Metaheuristic approaches for bi-objective stochastic optimizaton of a grid-connected decentralized energy system

With the growing tendency in shifting from centralized to decentralized energy systems, we investigate the sizing decision of a grid-connected decentralized energy system. This system is composed of renewable energy generation components which are solar panels and wind turbines, storage unit and grid connection. In the system, it is aimed to nd the optimal sizes of these components while considering both cost and environment. Resulting from this consideration, there are two objectives which are total cost and carbon dioxide emission in the problem. Together with these two objectives, uncertainty introduced by the renewable energy sources and electricity demand makes the problem stochastic in nature.
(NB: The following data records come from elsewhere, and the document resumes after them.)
//! Mapping of engine errors onto HTTP responses

use axum::http::StatusCode;
use axum::response::{IntoResponse, Response};
use axum::Json;

use ft_core::api::ErrorBody;
use ft_core::FtError;

/// An engine error returned from a handler
#[derive(Debug)]
pub struct ApiError(pub FtError);

impl From<FtError> for ApiError {
    fn from(e: FtError) -> Self {
        Self(e)
    }
}

impl ApiError {
    /// Status code and machine-readable kind
    pub fn classify(&self) -> (StatusCode, &'static str) {
        match &self.0 {
            FtError::ConnectFailed { .. } => (StatusCode::BAD_GATEWAY, "connect_failed"),
            FtError::HostNotFound(_) => (StatusCode::NOT_FOUND, "host_not_found"),
            FtError::SessionNotFound(_) => (StatusCode::NOT_FOUND, "session_not_found"),
            FtError::ExecutionNotFound(_) => (StatusCode::NOT_FOUND, "execution_not_found"),
            FtError::SessionBusy(_) => (StatusCode::CONFLICT, "session_busy"),
            FtError::CommandBlocked(_) => (StatusCode::FORBIDDEN, "command_blocked"),
            FtError::ConfirmationRequired(_) => {
                (StatusCode::PRECONDITION_REQUIRED, "confirmation_required")
            }
            FtError::Timeout(_) => (StatusCode::GATEWAY_TIMEOUT, "timeout"),
            FtError::AccessDenied(_) => (StatusCode::FORBIDDEN, "access_denied"),
            FtError::InvalidRequest(_) => (StatusCode::BAD_REQUEST, "invalid_request"),
            FtError::Transport(_) => (StatusCode::BAD_GATEWAY, "transport"),
            FtError::Store(_) => (StatusCode::INTERNAL_SERVER_ERROR, "store"),
        }
    }
}

impl IntoResponse for ApiError {
    fn into_response(self) -> Response {
        let (status, kind) = self.classify();
        if status.is_server_error() {
            tracing::warn!("Request failed: {}", self.0);
        } else {
            tracing::debug!("Request rejected: {}", self.0);
        }
        let body = ErrorBody {
            error: kind.to_string(),
            message: self.0.to_string(),
        };
        (status, Json(body)).into_response()
    }
}

/// Response for a missing or unknown bearer token
pub fn unauthorized() -> Response {
    let body = ErrorBody {
        error: "unauthorized".to_string(),
        message: "missing or invalid bearer token".to_string(),
    };
    (StatusCode::UNAUTHORIZED, Json(body)).into_response()
}
//! Connection pool implementation
//!
//! Keeps at most one live authenticated channel per (host, operator) pair.
//! Cached connections are re-validated with a liveness probe before reuse;
//! a failed probe evicts the connection and falls through to a fresh
//! connect. Connecting is serialized per key so concurrent acquirers never
//! open duplicate channels.

use std::sync::atomic::{AtomicU64, Ordering};
use std::sync::Arc;
use std::time::Duration;

use dashmap::DashMap;
use tokio::sync::Mutex;
use tokio_util::sync::CancellationToken;

use ft_core::config::TimeoutConfig;
use ft_core::time::{current_time_millis, elapsed_duration};
use ft_core::traits::{Connector, ExecOutput, HostStore, RemoteChannel};
use ft_core::types::HostStatus;
use ft_core::{ConnectionKey, FtError, FtResult, HostId, OperatorId};

use super::health::LivenessProbe;

/// Pool of authenticated connections to remote hosts
pub struct ConnectionPool {
    connector: Arc<dyn Connector>,
    store: Arc<dyn HostStore>,
    timeouts: TimeoutConfig,
    probe: LivenessProbe,
    /// Live connections indexed by (host, operator)
    connections: DashMap<ConnectionKey, Arc<PooledConnection>>,
    /// Per-key locks serializing probe/connect
    connect_locks: DashMap<ConnectionKey, Arc<Mutex<()>>>,
}

/// One live channel in the pool
///
/// Every command runs on its own exec channel. Shell sessions additionally
/// serialize their compound commands (enter directory, export environment,
/// run) through [`PooledConnection::exec_serialized`], since those are not
/// atomic from the remote shell's point of view.
pub struct PooledConnection {
    /// (host, operator) this connection belongs to
    pub key: ConnectionKey,
    channel: Arc<dyn RemoteChannel>,
    exec_lock: Mutex<()>,
    /// Cancelled when the pool releases this connection
    released: CancellationToken,
    created_at: u64,
    last_used: AtomicU64,
}

impl PooledConnection {
    fn new(key: ConnectionKey, channel: Arc<dyn RemoteChannel>) -> Self {
        let now = current_time_millis();
        Self {
            key,
            channel,
            exec_lock: Mutex::new(()),
            released: CancellationToken::new(),
            created_at: now,
            last_used: AtomicU64::new(now),
        }
    }

    /// Run one stateless command on a fresh exec channel
    pub async fn exec(&self, command: &str, timeout: Duration) -> FtResult<ExecOutput> {
        self.ensure_live()?;
        let result = tokio::time::timeout(timeout, self.run(command)).await;
        Self::settle(result, timeout)
    }

    /// Run one command after any serialized command already in flight
    ///
    /// The timeout covers the wait for the lock as well as the command.
    pub async fn exec_serialized(&self, command: &str, timeout: Duration) -> FtResult<ExecOutput> {
        self.ensure_live()?;
        let result = tokio::time::timeout(timeout, async {
            let _guard = self.exec_lock.lock().await;
            self.run(command).await
        })
        .await;
        Self::settle(result, timeout)
    }

    async fn run(&self, command: &str) -> FtResult<ExecOutput> {
        self.touch();
        tracing::trace!("exec on {}: {}", self.key, command);
        let output = self.channel.exec(command).await;
        self.touch();
        output.map_err(FtError::from)
    }

    fn settle(
        result: Result<FtResult<ExecOutput>, tokio::time::error::Elapsed>,
        timeout: Duration,
    ) -> FtResult<ExecOutput> {
        match result {
            Ok(output) => output,
            Err(_) => Err(FtError::Timeout(timeout)),
        }
    }

    fn ensure_live(&self) -> FtResult<()> {
        if self.is_released() {
            return Err(FtError::Transport(format!("connection {} released", self.key)));
        }
        Ok(())
    }

    /// Send an interrupt outside the per-connection command serialization
    pub async fn interrupt(&self) -> FtResult<()> {
        if self.is_released() {
            return Err(FtError::Transport(format!("connection {} released", self.key)));
        }
        self.channel.send_interrupt().await.map_err(FtError::from)
    }

    /// Whether a serialized command is currently executing
    pub fn is_busy(&self) -> bool {
        self.exec_lock.try_lock().is_err()
    }

    /// Whether the pool released this connection or the transport dropped it
    pub fn is_released(&self) -> bool {
        self.released.is_cancelled() || self.channel.is_closed()
    }

    /// Token cancelled when this connection is released
    pub fn released_token(&self) -> CancellationToken {
        self.released.clone()
    }

    /// Creation timestamp (ms)
    pub fn created_at(&self) -> u64 {
        self.created_at
    }

    /// Time since the last command started or finished
    pub fn idle_for(&self) -> Duration {
        elapsed_duration(self.last_used.load(Ordering::Relaxed))
    }

    fn touch(&self) {
        self.last_used
            .store(current_time_millis(), Ordering::Relaxed);
    }

    async fn shutdown(&self) {
        self.released.cancel();
        self.channel.close().await;
    }

    /// Close the channel without cancelling the release token
    ///
    /// Sessions on a discarded connection stay open and reconnect on
    /// their next command.
    async fn discard(&self) {
        self.channel.close().await;
    }
}

impl ConnectionPool {
    /// Create a new empty connection pool
    pub fn new(
        connector: Arc<dyn Connector>,
        store: Arc<dyn HostStore>,
        timeouts: TimeoutConfig,
    ) -> Self {
        Self {
            connector,
            store,
            probe: LivenessProbe::new(timeouts.probe),
            timeouts,
            connections: DashMap::new(),
            connect_locks: DashMap::new(),
        }
    }

    /// Get a live connection for (host, operator), connecting if needed
    ///
    /// With `force_new` any cached connection is discarded without probing.
    pub async fn acquire(
        &self,
        host_id: &HostId,
        operator_id: &OperatorId,
        force_new: bool,
    ) -> FtResult<Arc<PooledConnection>> {
        let key = ConnectionKey::new(host_id.clone(), operator_id.clone());
        let lock = self.connect_lock(&key);
        let _guard = lock.lock().await;

        if let Some(existing) = self.get(&key) {
            if !force_new && self.probe.check(&existing).await {
                tracing::trace!("Reusing pooled connection {}", key);
                return Ok(existing);
            }
            tracing::debug!(
                "Evicting pooled connection {} ({})",
                key,
                if force_new { "forced" } else { "failed probe" }
            );
            self.evict(&key, &existing).await;
        }

        self.connect(key).await
    }

    /// Run a command on (host, operator), retrying once on a fresh
    /// connection when the failure is connection-level
    pub async fn exec_with_retry(
        &self,
        host_id: &HostId,
        operator_id: &OperatorId,
        command: &str,
        timeout: Duration,
    ) -> FtResult<ExecOutput> {
        match self.try_exec(host_id, operator_id, command, timeout, false).await {
            Err(e) if e.is_connection_level() => {
                tracing::warn!(
                    "Command on {} failed ({}), retrying on a fresh connection",
                    host_id,
                    e
                );
                self.try_exec(host_id, operator_id, command, timeout, true)
                    .await
            }
            other => other,
        }
    }

    async fn try_exec(
        &self,
        host_id: &HostId,
        operator_id: &OperatorId,
        command: &str,
        timeout: Duration,
        force_new: bool,
    ) -> FtResult<ExecOutput> {
        let conn = self.acquire(host_id, operator_id, force_new).await?;
        conn.exec(command, timeout).await
    }

    /// Dispose of the connection for (host, operator)
    ///
    /// Shell sessions built on it observe the release through
    /// [`PooledConnection::released_token`] and close themselves.
    pub async fn release(&self, host_id: &HostId, operator_id: &OperatorId) -> bool {
        let key = ConnectionKey::new(host_id.clone(), operator_id.clone());
        match self.connections.remove(&key) {
            Some((_, conn)) => {
                self.shutdown(&conn).await;
                true
            }
            None => false,
        }
    }

    /// Release the connection only if nothing outside the pool holds it
    pub async fn release_if_unused(&self, key: &ConnectionKey) -> bool {
        match self
            .connections
            .remove_if(key, |_, conn| Arc::strong_count(conn) == 1)
        {
            Some((_, conn)) => {
                self.shutdown(&conn).await;
                true
            }
            None => false,
        }
    }

    /// Release unused connections idle for at least `idle`
    pub async fn evict_idle(&self, idle: Duration) -> usize {
        let candidates: Vec<ConnectionKey> = self
            .connections
            .iter()
            .filter(|entry| entry.value().idle_for() >= idle)
            .map(|entry| entry.key().clone())
            .collect();

        let mut evicted = 0;
        for key in candidates {
            let removed = self.connections.remove_if(&key, |_, conn| {
                Arc::strong_count(conn) == 1 && conn.idle_for() >= idle
            });
            if let Some((_, conn)) = removed {
                tracing::debug!("Evicting idle connection {}", key);
                self.shutdown(&conn).await;
                evicted += 1;
            }
        }
        evicted
    }

    /// Release every connection (daemon shutdown)
    pub async fn close_all(&self) {
        let keys: Vec<ConnectionKey> = self.connections.iter().map(|e| e.key().clone()).collect();
        for key in keys {
            if let Some((_, conn)) = self.connections.remove(&key) {
                self.shutdown(&conn).await;
            }
        }
    }

    /// Get a cached connection without probing
    pub fn get(&self, key: &ConnectionKey) -> Option<Arc<PooledConnection>> {
        self.connections.get(key).map(|r| Arc::clone(&r))
    }

    /// Keys of all live connections
    pub fn keys(&self) -> Vec<ConnectionKey> {
        self.connections.iter().map(|r| r.key().clone()).collect()
    }

    /// Number of live connections
    pub fn len(&self) -> usize {
        self.connections.len()
    }

    /// Check if pool is empty
    pub fn is_empty(&self) -> bool {
        self.connections.is_empty()
    }

    /// Number of keys with a connect lock
    pub fn lock_count(&self) -> usize {
        self.connect_locks.len()
    }

    /// Handle to the persistence collaborator
    pub fn store(&self) -> &Arc<dyn HostStore> {
        &self.store
    }

    fn connect_lock(&self, key: &ConnectionKey) -> Arc<Mutex<()>> {
        self.connect_locks
            .entry(key.clone())
            .or_insert_with(|| Arc::new(Mutex::new(())))
            .clone()
    }

    async fn connect(&self, key: ConnectionKey) -> FtResult<Arc<PooledConnection>> {
        let target = self
            .store
            .host_target(&key.host_id)
            .await?
            .ok_or_else(|| FtError::HostNotFound(key.host_id.clone()))?;

        tracing::info!(
            "Connecting to {} ({}:{}) for operator {}",
            target.id,
            target.address,
            target.port,
            key.operator_id
        );

        let timeout = self.timeouts.connect;
        let result = match tokio::time::timeout(timeout, self.connector.connect(&target, timeout))
            .await
        {
            Ok(result) => result.map_err(|e| e.to_string()),
            Err(_) => Err(format!("handshake timed out after {:?}", timeout)),
        };

        match result {
            Ok(channel) => {
                let conn = Arc::new(PooledConnection::new(key.clone(), channel));
                self.connections.insert(key.clone(), Arc::clone(&conn));
                self.record_status(&key.host_id, HostStatus::Connected).await;
                tracing::info!("Connected to {}", key);
                Ok(conn)
            }
            Err(message) => {
                tracing::warn!("Connection to {} failed: {}", key, message);
                self.record_status(&key.host_id, HostStatus::Error).await;
                Err(FtError::ConnectFailed {
                    host: key.host_id,
                    message,
                })
            }
        }
    }

    async fn evict(&self, key: &ConnectionKey, conn: &Arc<PooledConnection>) {
        self.connections
            .remove_if(key, |_, current| Arc::ptr_eq(current, conn));
        conn.discard().await;
    }

    async fn shutdown(&self, conn: &PooledConnection) {
        tracing::info!("Releasing connection {}", conn.key);
        conn.shutdown().await;
        // Only when no acquirer holds or awaits the lock
        self.connect_locks
            .remove_if(&conn.key, |_, lock| Arc::strong_count(lock) == 1);
        self.record_status(&conn.key.host_id, HostStatus::Disconnected)
            .await;
    }

    async fn record_status(&self, host_id: &HostId, status: HostStatus) {
        if let Err(e) = self
            .store
            .set_host_status(host_id, status, current_time_millis())
            .await
        {
            tracing::warn!("Failed to record status {} for {}: {}", status, host_id, e);
        }
    }
}
//! HTTP client for the engine's polling API
//!
//! Every call is a plain request/response; output of running commands is
//! collected by polling with the cursor the previous poll returned.

use std::time::Duration;

use reqwest::{Method, RequestBuilder, Response};
use serde::de::DeserializeOwned;
use serde::Serialize;

use ft_core::api::{
    Ack, CompletionRequest, CompletionResponse, CreateSessionRequest, ErrorBody, ExecuteRequest,
    ExecuteResponse, ExecutionView, FanoutAccepted, FanoutRequest, HealthResponse, PollResponse,
    SessionDescriptor, SessionList,
};
use ft_core::{ExecutionId, HostId};

/// Default engine address
pub const DEFAULT_SERVER: &str = "http://127.0.0.1:8722";

/// Upper bound on a single request, above the engine's own command bound
const REQUEST_TIMEOUT: Duration = Duration::from_secs(300);

/// Errors returned by [`EngineClient`]
#[derive(Debug, thiserror::Error)]
pub enum ClientError {
    /// The engine answered with an error body
    #[error("{message}")]
    Api {
        status: u16,
        kind: String,
        message: String,
    },

    /// The request never got an answer
    #[error("Request to the engine failed: {0}")]
    Http(#[from] reqwest::Error),
}

impl ClientError {
    /// Machine-readable kind of an API error
    pub fn kind(&self) -> Option<&str> {
        match self {
            ClientError::Api { kind, .. } => Some(kind),
            ClientError::Http(_) => None,
        }
    }

    /// The command needs `--yes` (or an interactive confirmation)
    pub fn needs_confirmation(&self) -> bool {
        self.kind() == Some("confirmation_required")
    }
}

pub type ClientResult<T> = Result<T, ClientError>;

/// Client of one engine
#[derive(Debug, Clone)]
pub struct EngineClient {
    http: reqwest::Client,
    base: String,
    token: Option<String>,
}

impl EngineClient {
    /// Create a client for `server` authenticating with `token`
    pub fn new(server: &str, token: Option<String>) -> ClientResult<Self> {
        let http = reqwest::Client::builder()
            .timeout(REQUEST_TIMEOUT)
            .build()?;
        Ok(Self {
            http,
            base: format!("{}/api", server.trim_end_matches('/')),
            token,
        })
    }

    /// Engine address the client talks to
    pub fn server(&self) -> &str {
        self.base.trim_end_matches("/api")
    }

    pub async fn health(&self) -> ClientResult<HealthResponse> {
        self.send(self.request(Method::GET, "/health")).await
    }

    pub async fn list_sessions(&self) -> ClientResult<Vec<SessionDescriptor>> {
        let list: SessionList = self.send(self.request(Method::GET, "/sessions")).await?;
        Ok(list.sessions)
    }

    /// Create the session for a host, or join the existing one
    pub async fn create_session(&self, host_id: &str) -> ClientResult<SessionDescriptor> {
        let body = CreateSessionRequest {
            host_id: HostId::new(host_id),
        };
        self.send_json(Method::POST, "/sessions", &body).await
    }

    pub async fn execute(
        &self,
        session_id: &str,
        command: &str,
        confirm: bool,
        wait: bool,
    ) -> ClientResult<ExecuteResponse> {
        let body = ExecuteRequest {
            command: command.to_string(),
            confirm,
            wait,
        };
        self.send_json(
            Method::POST,
            &format!("/sessions/{}/execute", session_id),
            &body,
        )
        .await
    }

    pub async fn poll(&self, session_id: &str, since: Option<u64>) -> ClientResult<PollResponse> {
        let mut request = self.request(Method::GET, &format!("/sessions/{}/poll", session_id));
        if let Some(since) = since {
            request = request.query(&[("since", since)]);
        }
        self.send(request).await
    }

    pub async fn completions(&self, session_id: &str, partial: &str) -> ClientResult<Vec<String>> {
        let body = CompletionRequest {
            partial: partial.to_string(),
            cwd: None,
        };
        let response: CompletionResponse = self
            .send_json(
                Method::POST,
                &format!("/sessions/{}/completions", session_id),
                &body,
            )
            .await?;
        Ok(response.suggestions)
    }

    pub async fn interrupt(&self, session_id: &str) -> ClientResult<()> {
        let _: Ack = self
            .send(self.request(Method::POST, &format!("/sessions/{}/interrupt", session_id)))
            .await?;
        Ok(())
    }

    pub async fn close(&self, session_id: &str) -> ClientResult<()> {
        let _: Ack = self
            .send(self.request(Method::DELETE, &format!("/sessions/{}", session_id)))
            .await?;
        Ok(())
    }

    /// Start a fan-out; returns its execution id
    pub async fn submit(
        &self,
        command: &str,
        host_ids: &[String],
        confirm: bool,
    ) -> ClientResult<ExecutionId> {
        let body = FanoutRequest {
            command: command.to_string(),
            host_ids: host_ids.iter().map(HostId::new).collect(),
            confirm,
        };
        let accepted: FanoutAccepted = self.send_json(Method::POST, "/executions", &body).await?;
        Ok(accepted.execution_id)
    }

    pub async fn execution(&self, execution_id: &str) -> ClientResult<ExecutionView> {
        self.send(self.request(Method::GET, &format!("/executions/{}", execution_id)))
            .await
    }

    fn request(&self, method: Method, path: &str) -> RequestBuilder {
        let request = self.http.request(method, format!("{}{}", self.base, path));
        match &self.token {
            Some(token) => request.bearer_auth(token),
            None => request,
        }
    }

    async fn send_json<B: Serialize, T: DeserializeOwned>(
        &self,
        method: Method,
        path: &str,
        body: &B,
    ) -> ClientResult<T> {
        self.send(self.request(method, path).json(body)).await
    }

    async fn send<T: DeserializeOwned>(&self, request: RequestBuilder) -> ClientResult<T> {
        let response = request.send().await?;
        tracing::debug!("{} {}", response.status(), response.url());
        decode(response).await
    }
}

async fn decode<T: DeserializeOwned>(response: Response) -> ClientResult<T> {
    let status = response.status();
    if status.is_success() {
        return Ok(response.json().await?);
    }

    let text = response.text().await.unwrap_or_default();
    let (kind, message) = match serde_json::from_str::<ErrorBody>(&text) {
        Ok(body) => (body.error, body.message),
        Err(_) => (
            "http".to_string(),
            if text.is_empty() {
                format!("engine returned {}", status)
            } else {
                text
            },
        ),
    };
    Err(ClientError::Api {
        status: status.as_u16(),
        kind,
        message,
    })
}
//! Engine health command

use anyhow::Result;

use crate::client::EngineClient;
use crate::output::{format_health, print_error};

/// Show engine health
pub async fn health_command(client: &EngineClient) -> Result<()> {
    let health = match client.health().await {
        Ok(h) => h,
        Err(e) => {
            print_error(&format!("Failed to reach the engine at {}: {}", client.server(), e));
            print_error("Is the engine running? Try: fanterm-engine --foreground");
            return Err(e.into());
        }
    };

    print!("{}", format_health(client.server(), &health));
    Ok(())
}
//! Output formatting utilities for the CLI
//!
//! Tables for sessions and fan-out results, plus colored status messages.

use tabled::{
    settings::{Style, Width},
    Table, Tabled,
};

use ft_core::api::{ExecutionView, HealthResponse, SessionDescriptor};
use ft_core::time::elapsed_millis;
use ft_core::types::{HostOutcome, HostResult};

/// Format a list of sessions as an ASCII table
pub fn format_sessions(sessions: &[SessionDescriptor]) -> String {
    if sessions.is_empty() {
        return "No open sessions".to_string();
    }

    #[derive(Tabled)]
    struct SessionRow {
        #[tabled(rename = "SESSION ID")]
        id: String,
        #[tabled(rename = "HOST")]
        host: String,
        #[tabled(rename = "DIRECTORY")]
        directory: String,
        #[tabled(rename = "STATE")]
        state: &'static str,
        #[tabled(rename = "OPENED")]
        opened: String,
    }

    let rows: Vec<SessionRow> = sessions
        .iter()
        .map(|s| SessionRow {
            id: truncate(s.session_id.as_str(), 12),
            host: s.host_id.to_string(),
            directory: s.current_dir.clone(),
            state: if s.running { "running" } else { "idle" },
            opened: format!("{} ago", format_duration(elapsed_millis(s.created_at) / 1000)),
        })
        .collect();

    Table::new(rows).with(Style::rounded()).to_string()
}

/// Format a fan-out execution: a summary line and one row per host
pub fn format_execution(view: &ExecutionView) -> String {
    let mut output = format!(
        "Execution {} ({}): {}\n",
        view.execution_id, view.status, view.command
    );
    let pending = view.host_ids.len().saturating_sub(view.results.len());
    if pending > 0 {
        output.push_str(&format!("{} host(s) still running\n", pending));
    }

    if view.results.is_empty() {
        return output;
    }

    #[derive(Tabled)]
    struct ResultRow {
        #[tabled(rename = "HOST")]
        host: String,
        #[tabled(rename = "OUTCOME")]
        outcome: &'static str,
        #[tabled(rename = "EXIT")]
        exit: String,
        #[tabled(rename = "DETAIL")]
        detail: String,
    }

    let rows: Vec<ResultRow> = view
        .results
        .iter()
        .map(|r| ResultRow {
            host: r.host_id.to_string(),
            outcome: outcome_label(r),
            exit: r
                .exit_code
                .map(|c| c.to_string())
                .unwrap_or_else(|| "-".to_string()),
            detail: detail(r),
        })
        .collect();

    output.push_str(
        &Table::new(rows)
            .with(Style::rounded())
            .with(Width::wrap(100))
            .to_string(),
    );
    output
}

/// Format per-host output blocks of a finished execution
pub fn format_host_outputs(view: &ExecutionView) -> String {
    let mut output = String::new();
    for result in &view.results {
        if result.stdout.is_empty() && result.stderr.is_empty() {
            continue;
        }
        output.push_str(&format!("--- {} ---\n", result.host_id));
        output.push_str(&result.stdout);
        if !result.stdout.is_empty() && !result.stdout.ends_with('\n') {
            output.push('\n');
        }
        output.push_str(&result.stderr);
        if !result.stderr.is_empty() && !result.stderr.ends_with('\n') {
            output.push('\n');
        }
    }
    output
}

/// Format engine health as a human-readable string
pub fn format_health(server: &str, health: &HealthResponse) -> String {
    format!(
        "Engine: {} ({})\nVersion: {}\nSessions: {}\nConnections: {}\n",
        server, health.status, health.version, health.sessions, health.connections
    )
}

fn outcome_label(result: &HostResult) -> &'static str {
    match result.outcome {
        HostOutcome::Success if result.exit_code == Some(0) => "ok",
        HostOutcome::Success => "exited",
        HostOutcome::Failed => "failed",
    }
}

fn detail(result: &HostResult) -> String {
    match &result.error {
        Some(error) => error.clone(),
        None => {
            let first = result
                .stdout
                .lines()
                .chain(result.stderr.lines())
                .next()
                .unwrap_or("");
            truncate(first, 60)
        }
    }
}

/// Format duration in human-readable form
fn format_duration(secs: u64) -> String {
    if secs < 60 {
        format!("{}s", secs)
    } else if secs < 3600 {
        format!("{}m {}s", secs / 60, secs % 60)
    } else if secs < 86400 {
        format!("{}h {}m", secs / 3600, (secs % 3600) / 60)
    } else {
        format!("{}d {}h", secs / 86400, (secs % 86400) / 3600)
    }
}

/// Truncate a string with ellipsis if too long
fn truncate(s: &str, max_len: usize) -> String {
    if s.chars().count() <= max_len {
        s.to_string()
    } else {
        let kept: String = s.chars().take(max_len.saturating_sub(3)).collect();
        format!("{}...", kept)
    }
}

/// Print a success message in green with a checkmark prefix
pub fn print_success(msg: &str) {
    use crossterm::style::{Color, Print, ResetColor, SetForegroundColor};

    let mut stdout = std::io::stdout();
    let _ = crossterm::execute!(
        stdout,
        SetForegroundColor(Color::Green),
        Print("✓ "),
        ResetColor,
        Print(msg),
        Print("\n")
    );
}

/// Print an error message in red with an X prefix
pub fn print_error(msg: &str) {
    use crossterm::style::{Color, Print, ResetColor, SetForegroundColor};

    let mut stderr = std::io::stderr();
    let _ = crossterm::execute!(
        stderr,
        SetForegroundColor(Color::Red),
        Print("✗ "),
        ResetColor,
        Print(msg),
        Print("\n")
    );
}

/// Print a warning message in yellow
pub fn print_warning(msg: &str) {
    use crossterm::style::{Color, Print, ResetColor, SetForegroundColor};

    let mut stderr = std::io::stderr();
    let _ = crossterm::execute!(
        stderr,
        SetForegroundColor(Color::Yellow),
        Print("⚠ "),
        ResetColor,
        Print(msg),
        Print("\n")
    );
}

/// Print an informational message in cyan
pub fn print_info(msg: &str) {
    use crossterm::style::{Color, Print, ResetColor, SetForegroundColor};

    let mut stdout = std::io::stdout();
    let _ = crossterm::execute!(
        stdout,
        SetForegroundColor(Color::Cyan),
        Print("ℹ "),
        ResetColor,
        Print(msg),
        Print("\n")
    );
}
In order to solve the bi-objective stochastic optimization problem, we establish a metaheuristic-based solution approach in which metaheuristic algorithms and simulation tool are utilized in a simulation-optimization framework. By using three well-known metaheuristic algorithms such as Optimized Multi Objective Particle Swarm Optimization Algorithm (OMOPSO), Non-dominated Sorting Genetic Algorithm II (NSGA-II) and Strength Pareto Evolutionary Algorithm 2 (SPEA2) in the proposed methodology, a numerical study is carried out for alternative wind, solar and demand scenario sets. We show that OMOPSO is the best performing algorithm to be used in the metahuristic approach. With OMOPSO algorithm's superior performance, metaheuristic approach is compared to a simulation-optimization approach that is previously developed for the same problem by using performance metrics.